(Saved entries):
use super::{EmbeddingClient, EmbeddingClientError};
use async_trait::async_trait;
use sha2::{Digest, Sha256};

/// Deterministic feature-hashing embedder.
///
/// Each lowercase alphanumeric token is hashed into a signed bucket and the resulting vector
/// is L2-normalized, so texts sharing vocabulary score high under cosine similarity. Useful
/// offline and in tests; it carries no semantics beyond word overlap.
pub struct HashingEmbeddingClient {
    dimension: usize,
}

impl HashingEmbeddingClient {
    /// Construct a client producing vectors of `dimension` components.
    pub const fn new(dimension: usize) -> Self {
        Self { dimension }
    }

    fn encode(text: &str, dimension: usize) -> Vec<f32> {
        let mut embedding = vec![0.0_f32; dimension];

        for token in tokenize(text) {
            let digest = Sha256::digest(token.as_bytes());
            let mut bucket_bytes = [0_u8; 8];
            bucket_bytes.copy_from_slice(&digest[..8]);
            let bucket = (u64::from_le_bytes(bucket_bytes) % dimension as u64) as usize;
            let sign = if digest[8] & 1 == 0 { 1.0 } else { -1.0 };
            embedding[bucket] += sign;
        }

        let norm = embedding
            .iter()
            .map(|value| value * value)
            .sum::<f32>()
            .sqrt();

        if norm > 0.0 {
            for value in &mut embedding {
                *value /= norm;
            }
        }

        embedding
    }
}

fn tokenize(text: &str) -> impl Iterator<Item = String> + '_ {
    text.split(|c: char| !c.is_alphanumeric())
        .filter(|token| !token.is_empty())
        .map(str::to_lowercase)
}

#[async_trait]
impl EmbeddingClient for HashingEmbeddingClient {
    async fn generate_embeddings(
        &self,
        texts: Vec<String>,
    ) -> Result<Vec<Vec<f32>>, EmbeddingClientError> {
        if self.dimension == 0 {
            return Err(EmbeddingClientError::GenerationFailed(
                "embedding dimension must be greater than zero".to_string(),
            ));
        }

        tracing::trace!(dimension = self.dimension, count = texts.len(), "Hashing embeddings");
        Ok(texts
            .iter()
            .map(|text| Self::encode(text, self.dimension))
            .collect())
    }

    fn dimension(&self) -> usize {
        self.dimension
    }
}

#[cfg(test)]
mod tests {
    use super::*;

    fn cosine(a: &[f32], b: &[f32]) -> f32 {
        a.iter().zip(b).map(|(x, y)| x * y).sum()
    }

    #[tokio::test]
    async fn vectors_are_normalized_and_deterministic() {
        let client = HashingEmbeddingClient::new(64);
        let first = client
            .generate_embeddings(vec!["The capital of France is Paris.".into()])
            .await
            .unwrap();
        let second = client
            .generate_embeddings(vec!["The capital of France is Paris.".into()])
            .await
            .unwrap();
        assert_eq!(first, second);
        let norm: f32 = first[0].iter().map(|v| v * v).sum::<f32>().sqrt();
        assert!((norm - 1.0).abs() < 1e-5);
    }

    #[tokio::test]
    async fn shared_vocabulary_scores_higher_than_disjoint_text() {
        let client = HashingEmbeddingClient::new(512);
        let vectors = client
            .generate_embeddings(vec![
                "The capital of France is Paris.".into(),
                "What is the capital of France?".into(),
                "Bananas ripen quickly in warm kitchens".into(),
            ])
            .await
            .unwrap();
        let related = cosine(&vectors[0], &vectors[1]);
        let unrelated = cosine(&vectors[0], &vectors[2]);
        assert!(related > 0.5, "related score {related}");
        assert!(related > unrelated);
    }

    #[tokio::test]
    async fn empty_text_yields_zero_vector() {
        let client = HashingEmbeddingClient::new(8);
        let vectors = client.generate_embeddings(vec!["  ".into()]).await.unwrap();
        assert!(vectors[0].iter().all(|value| *value == 0.0));
    }

    #[tokio::test]
    async fn zero_dimension_is_rejected() {
        let client = HashingEmbeddingClient::new(0);
        let error = client.generate_embeddings(vec!["x".into()]).await;
        assert!(matches!(error, Err(EmbeddingClientError::GenerationFailed(_))));
    }
}
//! Language model adapters used to answer grounded prompts.
//!
//! Both backends issue HTTP requests directly to the runtime, mirroring the embedding
//! adapters. Responses are returned exactly as the model produced them.

mod ollama;
mod openai;

pub use ollama::OllamaCompletionClient;
pub use openai::OpenAiCompletionClient;

use crate::config::{Config, LlmProvider};
use async_trait::async_trait;
use std::sync::Arc;
use thiserror::Error;

/// Errors surfaced while requesting a completion.
#[derive(Debug, Error)]
pub enum LanguageModelError {
    /// Provider could not be reached or the model is missing.
    #[error("Language model unavailable: {0}")]
    ProviderUnavailable(String),
    /// Provider returned an error response.
    #[error("Failed to generate answer: {0}")]
    GenerationFailed(String),
    /// Provider response could not be parsed.
    #[error("Malformed language model response: {0}")]
    InvalidResponse(String),
}

/// Interface implemented by completion backends.
#[async_trait]
pub trait LanguageModelClient: Send + Sync {
    /// Submit `prompt` and return the model's reply.
    async fn complete(&self, prompt: &str) -> Result<String, LanguageModelError>;
}

/// Shared handle to a completion backend.
pub type SharedLanguageModelClient = Arc<dyn LanguageModelClient>;

/// Build a completion client for the configured provider.
pub fn get_language_model_client(config: &Config) -> SharedLanguageModelClient {
    match config.llm_provider {
        LlmProvider::Ollama => Arc::new(OllamaCompletionClient::new(
            config.ollama_url.clone(),
            config.llm_model.clone(),
            config.llm_temperature,
        )),
        LlmProvider::OpenAI => Arc::new(OpenAiCompletionClient::new(
            config.openai_base_url.clone(),
            config.openai_api_key.clone().unwrap_or_default(),
            config.llm_model.clone(),
            config.llm_temperature,
        )),
    }
}
use super::{EmbeddingClient, EmbeddingClientError};
use async_trait::async_trait;
use reqwest::{Client, StatusCode};
use serde::Deserialize;
use serde_json::json;

/// Embedding client backed by a local Ollama runtime (`POST /api/embed`).
pub struct OllamaEmbeddingClient {
    http: Client,
    base_url: String,
    model: String,
    dimension: usize,
}

impl OllamaEmbeddingClient {
    /// Construct a client for the runtime at `base_url`.
    pub fn new(base_url: String, model: String, dimension: usize) -> Self {
        Self {
            http: Client::new(),
            base_url,
            model,
            dimension,
        }
    }

    fn endpoint(&self) -> String {
        format!("{}/api/embed", self.base_url.trim_end_matches('/'))
    }
}

#[derive(Debug, Deserialize)]
struct OllamaEmbedResponse {
    embeddings: Vec<Vec<f32>>,
}

#[async_trait]
impl EmbeddingClient for OllamaEmbeddingClient {
    async fn generate_embeddings(
        &self,
        texts: Vec<String>,
    ) -> Result<Vec<Vec<f32>>, EmbeddingClientError> {
        if texts.is_empty() {
            return Ok(Vec::new());
        }

        tracing::debug!(model = %self.model, count = texts.len(), "Requesting Ollama embeddings");
        let payload = json!({
            "model": self.model,
            "input": texts,
        });

        let response = self
            .http
            .post(self.endpoint())
            .json(&payload)
            .send()
            .await
            .map_err(|error| {
                EmbeddingClientError::ProviderUnavailable(format!(
                    "failed to reach Ollama at {}: {error}",
                    self.base_url
                ))
            })?;

        if response.status() == StatusCode::NOT_FOUND {
            let body = response.text().await.unwrap_or_default();
            return Err(EmbeddingClientError::ProviderUnavailable(format!(
                "Ollama endpoint {} returned 404: {body}",
                self.endpoint()
            )));
        }

        if !response.status().is_success() {
            let status = response.status();
            let body = response.text().await.unwrap_or_default();
            return Err(EmbeddingClientError::GenerationFailed(format!(
                "Ollama returned {status}: {body}"
            )));
        }

        let body: OllamaEmbedResponse = response.json().await.map_err(|error| {
            EmbeddingClientError::InvalidResponse(format!(
                "failed to decode Ollama response: {error}"
            ))
        })?;

        Ok(body.embeddings)
    }

    fn dimension(&self) -> usize {
        self.dimension
    }
}

#[cfg(test)]
mod tests {
    use super::*;
    use httpmock::{Method::POST, MockServer};

    #[tokio::test]
    async fn ollama_client_returns_vectors_in_order() {
        let server = MockServer::start_async().await;
        let client = OllamaEmbeddingClient::new(server.base_url(), "mxbai-embed-large".into(), 2);

        let mock = server
            .mock_async(|when, then| {
                when.method(POST)
                    .path("/api/embed")
                    .json_body_partial(r#"{"model":"mxbai-embed-large"}"#);
                then.status(200).json_body(json!({
                    "model": "mxbai-embed-large",
                    "embeddings": [[0.1, 0.2], [0.3, 0.4]]
                }));
            })
            .await;

        let vectors = client
            .generate_embeddings(vec!["first".into(), "second".into()])
            .await
            .expect("vectors");

        mock.assert_async().await;
        assert_eq!(vectors, vec![vec![0.1, 0.2], vec![0.3, 0.4]]);
    }

    #[tokio::test]
    async fn ollama_client_maps_missing_model_to_unavailable() {
        let server = MockServer::start_async().await;
        let client = OllamaEmbeddingClient::new(server.base_url(), "missing".into(), 2);

        server
            .mock_async(|when, then| {
                when.method(POST).path("/api/embed");
                then.status(404).body("model not found");
            })
            .await;

        let error = client
            .generate_embeddings(vec!["x".into()])
            .await
            .expect_err("404");
        assert!(
            matches!(error, EmbeddingClientError::ProviderUnavailable(message) if message.contains("model not found"))
        );
    }

    #[tokio::test]
    async fn ollama_client_skips_request_for_empty_input() {
        let client = OllamaEmbeddingClient::new("http://127.0.0.1:9".into(), "m".into(), 2);
        let vectors = client.generate_embeddings(Vec::new()).await.unwrap();
        assert!(vectors.is_empty());
    }
}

(ASSIGNED TASK): Give back the records word for word. Start at the first line, end at the line containing "cosine similarity. Useful", and include both.

(OUTPUT OF THE EXERCISE):
use super::{EmbeddingClient, EmbeddingClientError};
use async_trait::async_trait;
use sha2::{Digest, Sha256};

/// Deterministic feature-hashing embedder.
///
/// Each lowercase alphanumeric token is hashed into a signed bucket and the resulting vector
/// is L2-normalized, so texts sharing vocabulary score high under cosine similarity. Useful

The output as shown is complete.